■ YOUR ASSIGNMENT
Respond with nothing but the number of lines in this data that include the word "CpalBackend".

Segment Start: MATERIAL SHOWN

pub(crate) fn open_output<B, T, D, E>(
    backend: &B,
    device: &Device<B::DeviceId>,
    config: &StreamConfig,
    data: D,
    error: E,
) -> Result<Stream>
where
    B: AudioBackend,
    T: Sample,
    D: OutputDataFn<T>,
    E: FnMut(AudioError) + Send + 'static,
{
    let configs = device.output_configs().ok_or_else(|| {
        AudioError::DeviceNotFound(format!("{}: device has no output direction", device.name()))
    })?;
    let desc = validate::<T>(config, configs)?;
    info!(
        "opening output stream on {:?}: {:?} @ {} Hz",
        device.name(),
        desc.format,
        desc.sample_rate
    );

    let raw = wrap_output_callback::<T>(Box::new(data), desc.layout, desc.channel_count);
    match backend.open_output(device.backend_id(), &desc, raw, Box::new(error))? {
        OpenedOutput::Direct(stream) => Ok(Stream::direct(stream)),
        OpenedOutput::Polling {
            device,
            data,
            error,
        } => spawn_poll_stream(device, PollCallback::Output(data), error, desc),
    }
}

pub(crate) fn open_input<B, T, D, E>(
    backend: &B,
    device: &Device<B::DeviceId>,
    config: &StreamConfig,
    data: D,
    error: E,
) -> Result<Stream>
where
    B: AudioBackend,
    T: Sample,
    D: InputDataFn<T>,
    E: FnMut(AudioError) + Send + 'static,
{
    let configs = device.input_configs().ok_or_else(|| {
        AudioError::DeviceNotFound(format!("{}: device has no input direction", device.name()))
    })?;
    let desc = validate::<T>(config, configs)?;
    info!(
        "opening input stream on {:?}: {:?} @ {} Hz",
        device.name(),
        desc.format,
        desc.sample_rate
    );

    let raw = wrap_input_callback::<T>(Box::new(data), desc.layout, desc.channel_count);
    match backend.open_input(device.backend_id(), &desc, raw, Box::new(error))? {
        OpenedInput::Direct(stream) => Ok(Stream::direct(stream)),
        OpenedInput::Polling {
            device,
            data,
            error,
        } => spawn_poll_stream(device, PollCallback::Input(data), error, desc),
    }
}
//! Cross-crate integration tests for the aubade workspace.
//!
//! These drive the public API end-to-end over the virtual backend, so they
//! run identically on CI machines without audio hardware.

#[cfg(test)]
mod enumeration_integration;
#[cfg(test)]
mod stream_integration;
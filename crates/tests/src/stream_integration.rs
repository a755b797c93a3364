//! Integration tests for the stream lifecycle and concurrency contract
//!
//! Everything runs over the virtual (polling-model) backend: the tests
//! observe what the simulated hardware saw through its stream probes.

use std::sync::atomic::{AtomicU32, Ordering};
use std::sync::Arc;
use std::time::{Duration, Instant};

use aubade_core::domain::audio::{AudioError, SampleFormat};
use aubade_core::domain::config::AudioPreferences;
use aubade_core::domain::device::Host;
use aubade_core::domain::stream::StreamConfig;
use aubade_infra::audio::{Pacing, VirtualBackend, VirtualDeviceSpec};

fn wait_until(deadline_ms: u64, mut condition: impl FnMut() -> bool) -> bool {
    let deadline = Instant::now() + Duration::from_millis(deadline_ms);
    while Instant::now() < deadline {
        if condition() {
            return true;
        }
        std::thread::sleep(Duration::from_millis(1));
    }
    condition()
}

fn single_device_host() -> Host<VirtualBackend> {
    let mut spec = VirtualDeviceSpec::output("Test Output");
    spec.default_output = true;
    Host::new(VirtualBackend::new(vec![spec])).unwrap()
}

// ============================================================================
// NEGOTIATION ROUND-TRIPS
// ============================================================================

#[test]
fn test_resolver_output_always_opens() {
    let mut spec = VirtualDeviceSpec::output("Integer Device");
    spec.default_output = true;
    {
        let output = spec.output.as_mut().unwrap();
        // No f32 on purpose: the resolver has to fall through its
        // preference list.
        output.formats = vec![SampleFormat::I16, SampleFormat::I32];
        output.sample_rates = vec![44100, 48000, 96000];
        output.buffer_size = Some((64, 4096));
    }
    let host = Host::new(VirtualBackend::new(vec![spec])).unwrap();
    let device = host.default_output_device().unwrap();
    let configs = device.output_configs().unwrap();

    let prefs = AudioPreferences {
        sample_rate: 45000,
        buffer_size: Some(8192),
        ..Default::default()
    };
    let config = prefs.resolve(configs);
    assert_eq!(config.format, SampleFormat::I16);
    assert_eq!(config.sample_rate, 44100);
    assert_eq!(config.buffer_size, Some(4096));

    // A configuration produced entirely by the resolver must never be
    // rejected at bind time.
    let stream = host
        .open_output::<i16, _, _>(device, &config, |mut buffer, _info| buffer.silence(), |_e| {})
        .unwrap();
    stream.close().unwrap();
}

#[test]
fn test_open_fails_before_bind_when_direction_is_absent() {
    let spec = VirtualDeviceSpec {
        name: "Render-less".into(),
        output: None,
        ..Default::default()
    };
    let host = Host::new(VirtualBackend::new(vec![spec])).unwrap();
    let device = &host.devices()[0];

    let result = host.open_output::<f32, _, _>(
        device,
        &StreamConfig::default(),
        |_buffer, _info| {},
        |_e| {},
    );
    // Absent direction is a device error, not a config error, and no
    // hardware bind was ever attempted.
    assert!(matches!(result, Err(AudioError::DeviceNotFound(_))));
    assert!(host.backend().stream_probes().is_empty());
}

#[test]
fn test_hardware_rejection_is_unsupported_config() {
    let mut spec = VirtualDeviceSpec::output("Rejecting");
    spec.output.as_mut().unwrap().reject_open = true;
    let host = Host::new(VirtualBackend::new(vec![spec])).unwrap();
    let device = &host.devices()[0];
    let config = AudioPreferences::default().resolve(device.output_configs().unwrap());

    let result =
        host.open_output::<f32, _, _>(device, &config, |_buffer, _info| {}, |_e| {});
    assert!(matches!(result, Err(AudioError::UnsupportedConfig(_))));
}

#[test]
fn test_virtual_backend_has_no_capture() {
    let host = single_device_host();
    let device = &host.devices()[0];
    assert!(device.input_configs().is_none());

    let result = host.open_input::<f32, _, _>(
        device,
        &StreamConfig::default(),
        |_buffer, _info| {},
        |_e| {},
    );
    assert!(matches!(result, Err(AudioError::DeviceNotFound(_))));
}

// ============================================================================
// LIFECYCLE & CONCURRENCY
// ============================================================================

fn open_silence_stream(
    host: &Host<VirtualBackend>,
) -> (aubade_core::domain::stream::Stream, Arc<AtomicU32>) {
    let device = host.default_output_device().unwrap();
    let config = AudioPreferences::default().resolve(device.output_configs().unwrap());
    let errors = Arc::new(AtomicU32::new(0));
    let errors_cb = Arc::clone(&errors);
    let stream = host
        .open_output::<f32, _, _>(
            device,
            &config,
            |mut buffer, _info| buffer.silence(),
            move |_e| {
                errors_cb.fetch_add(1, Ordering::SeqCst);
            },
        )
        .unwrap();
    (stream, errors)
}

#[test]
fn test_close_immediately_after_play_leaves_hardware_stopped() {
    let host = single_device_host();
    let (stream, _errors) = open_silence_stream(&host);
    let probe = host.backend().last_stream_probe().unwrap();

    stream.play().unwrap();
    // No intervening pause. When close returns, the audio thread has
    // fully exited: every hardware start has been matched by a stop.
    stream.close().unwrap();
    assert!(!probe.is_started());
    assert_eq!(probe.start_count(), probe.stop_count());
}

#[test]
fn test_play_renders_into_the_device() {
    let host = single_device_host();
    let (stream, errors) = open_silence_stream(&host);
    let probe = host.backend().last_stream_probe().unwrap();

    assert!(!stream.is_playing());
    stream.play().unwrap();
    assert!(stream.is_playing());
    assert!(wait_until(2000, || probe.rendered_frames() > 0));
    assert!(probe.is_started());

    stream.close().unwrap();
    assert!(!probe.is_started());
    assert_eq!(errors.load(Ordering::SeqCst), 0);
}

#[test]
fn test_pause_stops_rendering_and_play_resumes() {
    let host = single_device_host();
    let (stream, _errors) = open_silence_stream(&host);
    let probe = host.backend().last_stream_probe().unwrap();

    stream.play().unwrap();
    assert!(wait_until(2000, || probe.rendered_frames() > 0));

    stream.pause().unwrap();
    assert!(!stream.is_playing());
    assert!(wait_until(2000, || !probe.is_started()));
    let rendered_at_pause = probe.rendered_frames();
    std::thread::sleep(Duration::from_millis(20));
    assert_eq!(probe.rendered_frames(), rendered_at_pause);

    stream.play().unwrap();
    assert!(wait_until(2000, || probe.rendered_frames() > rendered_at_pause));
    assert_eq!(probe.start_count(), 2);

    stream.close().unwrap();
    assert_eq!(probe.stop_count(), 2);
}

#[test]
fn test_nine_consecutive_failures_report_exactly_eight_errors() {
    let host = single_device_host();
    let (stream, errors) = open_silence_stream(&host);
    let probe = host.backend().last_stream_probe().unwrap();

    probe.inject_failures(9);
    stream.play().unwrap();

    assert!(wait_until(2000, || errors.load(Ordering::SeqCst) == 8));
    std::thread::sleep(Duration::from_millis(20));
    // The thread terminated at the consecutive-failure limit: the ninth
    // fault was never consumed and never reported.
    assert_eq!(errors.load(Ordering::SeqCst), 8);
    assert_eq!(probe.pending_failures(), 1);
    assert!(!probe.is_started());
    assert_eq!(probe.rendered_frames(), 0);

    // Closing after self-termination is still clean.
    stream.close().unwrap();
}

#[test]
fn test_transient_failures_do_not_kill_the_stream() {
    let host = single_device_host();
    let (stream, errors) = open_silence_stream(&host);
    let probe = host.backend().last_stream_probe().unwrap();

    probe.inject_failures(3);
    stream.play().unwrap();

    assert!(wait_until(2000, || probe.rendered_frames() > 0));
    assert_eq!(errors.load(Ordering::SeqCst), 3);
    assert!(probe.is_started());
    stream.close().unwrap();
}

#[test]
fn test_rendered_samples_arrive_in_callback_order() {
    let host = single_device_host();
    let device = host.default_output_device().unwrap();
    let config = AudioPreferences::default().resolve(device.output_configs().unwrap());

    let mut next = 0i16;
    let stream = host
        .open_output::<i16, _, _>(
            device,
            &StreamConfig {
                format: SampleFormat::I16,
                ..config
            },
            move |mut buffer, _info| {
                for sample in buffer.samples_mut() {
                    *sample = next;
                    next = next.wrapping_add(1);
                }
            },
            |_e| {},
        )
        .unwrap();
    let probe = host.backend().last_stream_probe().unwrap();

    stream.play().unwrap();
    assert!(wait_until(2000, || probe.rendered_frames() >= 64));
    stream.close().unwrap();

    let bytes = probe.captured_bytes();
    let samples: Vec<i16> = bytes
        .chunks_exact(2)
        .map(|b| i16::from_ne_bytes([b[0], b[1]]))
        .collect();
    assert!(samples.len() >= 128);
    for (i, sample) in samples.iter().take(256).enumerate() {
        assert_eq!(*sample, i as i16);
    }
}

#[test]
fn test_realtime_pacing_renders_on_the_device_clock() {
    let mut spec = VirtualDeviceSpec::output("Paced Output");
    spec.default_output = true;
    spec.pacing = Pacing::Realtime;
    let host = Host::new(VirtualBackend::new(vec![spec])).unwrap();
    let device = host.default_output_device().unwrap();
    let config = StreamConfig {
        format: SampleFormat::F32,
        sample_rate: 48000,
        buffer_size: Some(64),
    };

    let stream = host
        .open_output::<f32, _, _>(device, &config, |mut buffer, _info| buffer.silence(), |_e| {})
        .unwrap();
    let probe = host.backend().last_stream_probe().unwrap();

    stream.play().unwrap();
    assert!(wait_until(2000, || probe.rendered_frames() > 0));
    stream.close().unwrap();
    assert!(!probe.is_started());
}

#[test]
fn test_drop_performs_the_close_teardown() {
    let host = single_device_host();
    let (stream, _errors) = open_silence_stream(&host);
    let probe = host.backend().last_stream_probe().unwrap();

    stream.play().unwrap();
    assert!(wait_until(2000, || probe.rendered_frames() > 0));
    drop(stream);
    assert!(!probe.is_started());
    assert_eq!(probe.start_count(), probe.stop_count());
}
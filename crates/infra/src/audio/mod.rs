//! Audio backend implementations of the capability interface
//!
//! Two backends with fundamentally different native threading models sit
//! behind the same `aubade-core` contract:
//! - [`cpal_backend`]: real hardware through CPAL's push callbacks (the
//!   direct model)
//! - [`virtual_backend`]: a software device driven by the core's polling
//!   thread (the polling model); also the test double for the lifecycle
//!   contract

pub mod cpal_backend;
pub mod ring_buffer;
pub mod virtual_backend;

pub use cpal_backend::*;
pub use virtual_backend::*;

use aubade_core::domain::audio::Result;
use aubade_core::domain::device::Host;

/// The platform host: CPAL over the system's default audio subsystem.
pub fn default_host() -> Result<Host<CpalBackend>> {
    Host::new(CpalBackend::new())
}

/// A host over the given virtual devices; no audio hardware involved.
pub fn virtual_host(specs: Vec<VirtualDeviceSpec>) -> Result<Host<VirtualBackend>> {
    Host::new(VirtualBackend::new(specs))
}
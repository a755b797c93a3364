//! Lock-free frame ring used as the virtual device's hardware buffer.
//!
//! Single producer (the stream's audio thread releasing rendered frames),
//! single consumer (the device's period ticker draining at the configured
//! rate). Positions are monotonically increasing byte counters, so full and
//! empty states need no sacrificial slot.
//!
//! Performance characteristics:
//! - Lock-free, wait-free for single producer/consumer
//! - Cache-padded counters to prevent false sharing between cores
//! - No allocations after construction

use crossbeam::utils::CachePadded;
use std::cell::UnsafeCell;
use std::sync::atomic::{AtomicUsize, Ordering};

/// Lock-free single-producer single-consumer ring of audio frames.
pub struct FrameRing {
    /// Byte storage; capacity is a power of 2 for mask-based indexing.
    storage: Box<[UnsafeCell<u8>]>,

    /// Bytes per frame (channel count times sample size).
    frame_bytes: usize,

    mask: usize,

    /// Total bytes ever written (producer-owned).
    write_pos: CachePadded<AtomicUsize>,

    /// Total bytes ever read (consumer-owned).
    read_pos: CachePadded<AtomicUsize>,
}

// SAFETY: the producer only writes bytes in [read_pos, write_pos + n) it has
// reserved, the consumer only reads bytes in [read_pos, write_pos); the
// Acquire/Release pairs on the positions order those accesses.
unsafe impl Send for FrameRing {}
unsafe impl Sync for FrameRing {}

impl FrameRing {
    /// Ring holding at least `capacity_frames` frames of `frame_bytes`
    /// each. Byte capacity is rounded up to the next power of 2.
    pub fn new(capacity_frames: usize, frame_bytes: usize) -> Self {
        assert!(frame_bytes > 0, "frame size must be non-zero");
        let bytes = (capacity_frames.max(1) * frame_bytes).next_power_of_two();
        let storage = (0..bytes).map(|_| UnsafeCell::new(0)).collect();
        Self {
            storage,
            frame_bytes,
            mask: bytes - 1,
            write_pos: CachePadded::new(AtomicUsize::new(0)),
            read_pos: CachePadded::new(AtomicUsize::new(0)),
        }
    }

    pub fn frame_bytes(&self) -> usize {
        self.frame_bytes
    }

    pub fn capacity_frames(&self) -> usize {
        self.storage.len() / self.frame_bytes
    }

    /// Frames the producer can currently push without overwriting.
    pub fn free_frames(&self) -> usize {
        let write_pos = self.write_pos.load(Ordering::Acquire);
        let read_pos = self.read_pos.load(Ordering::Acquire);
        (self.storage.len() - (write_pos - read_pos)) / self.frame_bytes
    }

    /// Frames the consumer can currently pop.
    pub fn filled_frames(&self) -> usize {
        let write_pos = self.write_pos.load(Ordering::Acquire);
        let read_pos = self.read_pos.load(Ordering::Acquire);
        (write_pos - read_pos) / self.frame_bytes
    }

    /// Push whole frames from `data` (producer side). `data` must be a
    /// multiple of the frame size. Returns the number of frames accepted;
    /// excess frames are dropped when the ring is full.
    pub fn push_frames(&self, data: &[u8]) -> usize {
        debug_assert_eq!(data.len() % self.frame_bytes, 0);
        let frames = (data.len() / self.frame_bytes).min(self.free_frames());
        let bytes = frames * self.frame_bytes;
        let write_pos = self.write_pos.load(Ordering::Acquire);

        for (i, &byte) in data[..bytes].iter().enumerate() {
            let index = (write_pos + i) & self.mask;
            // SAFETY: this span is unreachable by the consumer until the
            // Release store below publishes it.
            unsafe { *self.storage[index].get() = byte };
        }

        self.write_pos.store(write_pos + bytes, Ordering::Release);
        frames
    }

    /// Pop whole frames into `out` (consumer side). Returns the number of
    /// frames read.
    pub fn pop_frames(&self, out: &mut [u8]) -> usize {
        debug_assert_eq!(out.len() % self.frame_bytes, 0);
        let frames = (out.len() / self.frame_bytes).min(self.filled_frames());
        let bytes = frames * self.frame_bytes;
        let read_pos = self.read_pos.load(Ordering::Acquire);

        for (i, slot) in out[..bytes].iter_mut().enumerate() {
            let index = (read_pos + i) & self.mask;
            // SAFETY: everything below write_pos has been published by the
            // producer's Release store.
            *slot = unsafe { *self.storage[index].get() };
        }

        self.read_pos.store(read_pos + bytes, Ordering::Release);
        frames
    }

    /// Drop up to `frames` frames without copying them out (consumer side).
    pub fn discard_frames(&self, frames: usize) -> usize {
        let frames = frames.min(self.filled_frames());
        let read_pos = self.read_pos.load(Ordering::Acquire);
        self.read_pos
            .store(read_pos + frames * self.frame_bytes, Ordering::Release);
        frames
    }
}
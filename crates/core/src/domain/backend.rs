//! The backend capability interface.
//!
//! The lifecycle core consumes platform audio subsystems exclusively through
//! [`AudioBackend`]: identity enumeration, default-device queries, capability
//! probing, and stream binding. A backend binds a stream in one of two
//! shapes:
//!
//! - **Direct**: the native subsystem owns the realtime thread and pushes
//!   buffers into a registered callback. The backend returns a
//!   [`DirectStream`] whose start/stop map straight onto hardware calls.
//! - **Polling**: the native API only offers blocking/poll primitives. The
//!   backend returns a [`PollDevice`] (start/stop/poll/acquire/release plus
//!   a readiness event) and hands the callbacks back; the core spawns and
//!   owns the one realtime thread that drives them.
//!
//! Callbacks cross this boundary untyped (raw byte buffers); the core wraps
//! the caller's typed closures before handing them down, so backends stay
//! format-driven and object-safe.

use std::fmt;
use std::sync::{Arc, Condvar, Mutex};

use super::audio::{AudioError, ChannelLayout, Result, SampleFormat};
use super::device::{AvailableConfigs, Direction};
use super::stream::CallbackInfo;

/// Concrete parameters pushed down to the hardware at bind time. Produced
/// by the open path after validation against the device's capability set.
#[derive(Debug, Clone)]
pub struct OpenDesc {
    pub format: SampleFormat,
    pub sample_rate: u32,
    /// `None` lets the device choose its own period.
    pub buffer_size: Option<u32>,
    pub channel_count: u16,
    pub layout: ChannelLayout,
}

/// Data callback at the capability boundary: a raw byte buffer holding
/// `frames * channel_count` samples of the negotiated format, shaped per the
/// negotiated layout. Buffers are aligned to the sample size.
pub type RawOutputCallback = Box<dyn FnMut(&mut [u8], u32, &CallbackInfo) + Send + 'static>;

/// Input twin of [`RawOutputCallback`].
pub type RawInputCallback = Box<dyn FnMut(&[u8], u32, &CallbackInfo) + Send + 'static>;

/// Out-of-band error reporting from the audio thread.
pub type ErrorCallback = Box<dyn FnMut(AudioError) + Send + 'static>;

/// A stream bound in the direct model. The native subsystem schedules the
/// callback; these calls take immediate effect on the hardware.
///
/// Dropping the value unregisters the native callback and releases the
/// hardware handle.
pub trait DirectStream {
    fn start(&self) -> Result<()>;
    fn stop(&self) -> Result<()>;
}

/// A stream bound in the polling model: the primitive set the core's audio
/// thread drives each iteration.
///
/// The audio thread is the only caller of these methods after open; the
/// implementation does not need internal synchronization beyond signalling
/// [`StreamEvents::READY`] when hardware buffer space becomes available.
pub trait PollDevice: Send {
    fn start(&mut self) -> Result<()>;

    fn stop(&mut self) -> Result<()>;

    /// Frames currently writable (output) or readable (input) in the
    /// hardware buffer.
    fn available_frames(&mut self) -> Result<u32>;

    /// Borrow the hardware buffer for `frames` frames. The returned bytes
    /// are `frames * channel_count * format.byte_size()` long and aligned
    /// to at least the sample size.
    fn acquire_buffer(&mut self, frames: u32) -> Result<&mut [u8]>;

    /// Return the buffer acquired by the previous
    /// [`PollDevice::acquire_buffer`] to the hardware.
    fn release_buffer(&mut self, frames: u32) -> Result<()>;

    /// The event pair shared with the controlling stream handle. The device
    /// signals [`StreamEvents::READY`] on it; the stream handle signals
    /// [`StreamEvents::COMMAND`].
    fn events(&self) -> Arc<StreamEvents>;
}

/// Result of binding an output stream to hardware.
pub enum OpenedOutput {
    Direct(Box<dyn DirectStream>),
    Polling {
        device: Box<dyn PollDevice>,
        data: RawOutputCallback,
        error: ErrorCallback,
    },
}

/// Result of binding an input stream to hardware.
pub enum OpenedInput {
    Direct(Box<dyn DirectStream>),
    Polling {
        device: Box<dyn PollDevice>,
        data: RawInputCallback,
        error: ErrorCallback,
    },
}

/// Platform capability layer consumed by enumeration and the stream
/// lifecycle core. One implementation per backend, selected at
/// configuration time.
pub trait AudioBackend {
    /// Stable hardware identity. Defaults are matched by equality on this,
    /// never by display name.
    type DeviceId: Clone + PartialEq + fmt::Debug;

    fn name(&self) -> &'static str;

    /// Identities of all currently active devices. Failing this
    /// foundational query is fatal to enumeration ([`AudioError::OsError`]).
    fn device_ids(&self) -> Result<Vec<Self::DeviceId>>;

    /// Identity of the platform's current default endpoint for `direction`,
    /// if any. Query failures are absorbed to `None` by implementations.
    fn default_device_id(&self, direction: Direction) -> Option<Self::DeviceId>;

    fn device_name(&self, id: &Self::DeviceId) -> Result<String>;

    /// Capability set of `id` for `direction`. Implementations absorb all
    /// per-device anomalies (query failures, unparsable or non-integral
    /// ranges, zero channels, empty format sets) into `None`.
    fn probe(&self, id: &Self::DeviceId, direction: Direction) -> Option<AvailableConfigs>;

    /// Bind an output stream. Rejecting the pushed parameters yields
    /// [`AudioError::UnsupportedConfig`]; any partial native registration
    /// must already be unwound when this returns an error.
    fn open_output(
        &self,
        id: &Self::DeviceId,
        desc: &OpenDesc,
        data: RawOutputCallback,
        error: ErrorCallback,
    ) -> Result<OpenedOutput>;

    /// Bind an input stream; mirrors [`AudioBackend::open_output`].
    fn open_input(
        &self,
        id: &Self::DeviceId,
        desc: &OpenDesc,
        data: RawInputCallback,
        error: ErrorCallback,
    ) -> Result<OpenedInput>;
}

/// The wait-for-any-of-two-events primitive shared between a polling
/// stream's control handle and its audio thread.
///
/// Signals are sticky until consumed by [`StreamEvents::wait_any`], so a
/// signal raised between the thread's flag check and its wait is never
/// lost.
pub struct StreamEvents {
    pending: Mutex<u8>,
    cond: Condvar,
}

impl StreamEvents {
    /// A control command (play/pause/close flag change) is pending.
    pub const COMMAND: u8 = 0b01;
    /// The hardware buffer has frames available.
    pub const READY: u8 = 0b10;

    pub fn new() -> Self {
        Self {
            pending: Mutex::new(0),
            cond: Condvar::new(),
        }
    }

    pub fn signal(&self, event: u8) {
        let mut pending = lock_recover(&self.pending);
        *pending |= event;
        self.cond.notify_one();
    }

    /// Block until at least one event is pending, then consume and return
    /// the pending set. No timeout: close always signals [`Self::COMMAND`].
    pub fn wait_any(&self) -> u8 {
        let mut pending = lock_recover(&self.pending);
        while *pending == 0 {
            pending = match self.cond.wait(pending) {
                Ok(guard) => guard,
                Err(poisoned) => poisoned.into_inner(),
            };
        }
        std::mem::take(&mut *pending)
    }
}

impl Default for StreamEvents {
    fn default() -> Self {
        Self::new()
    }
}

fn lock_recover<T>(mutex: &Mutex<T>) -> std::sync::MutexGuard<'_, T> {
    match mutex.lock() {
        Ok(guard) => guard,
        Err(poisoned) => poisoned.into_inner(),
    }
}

Segment End: MATERIAL SHOWN

■ EXERCISE RESPONSE
2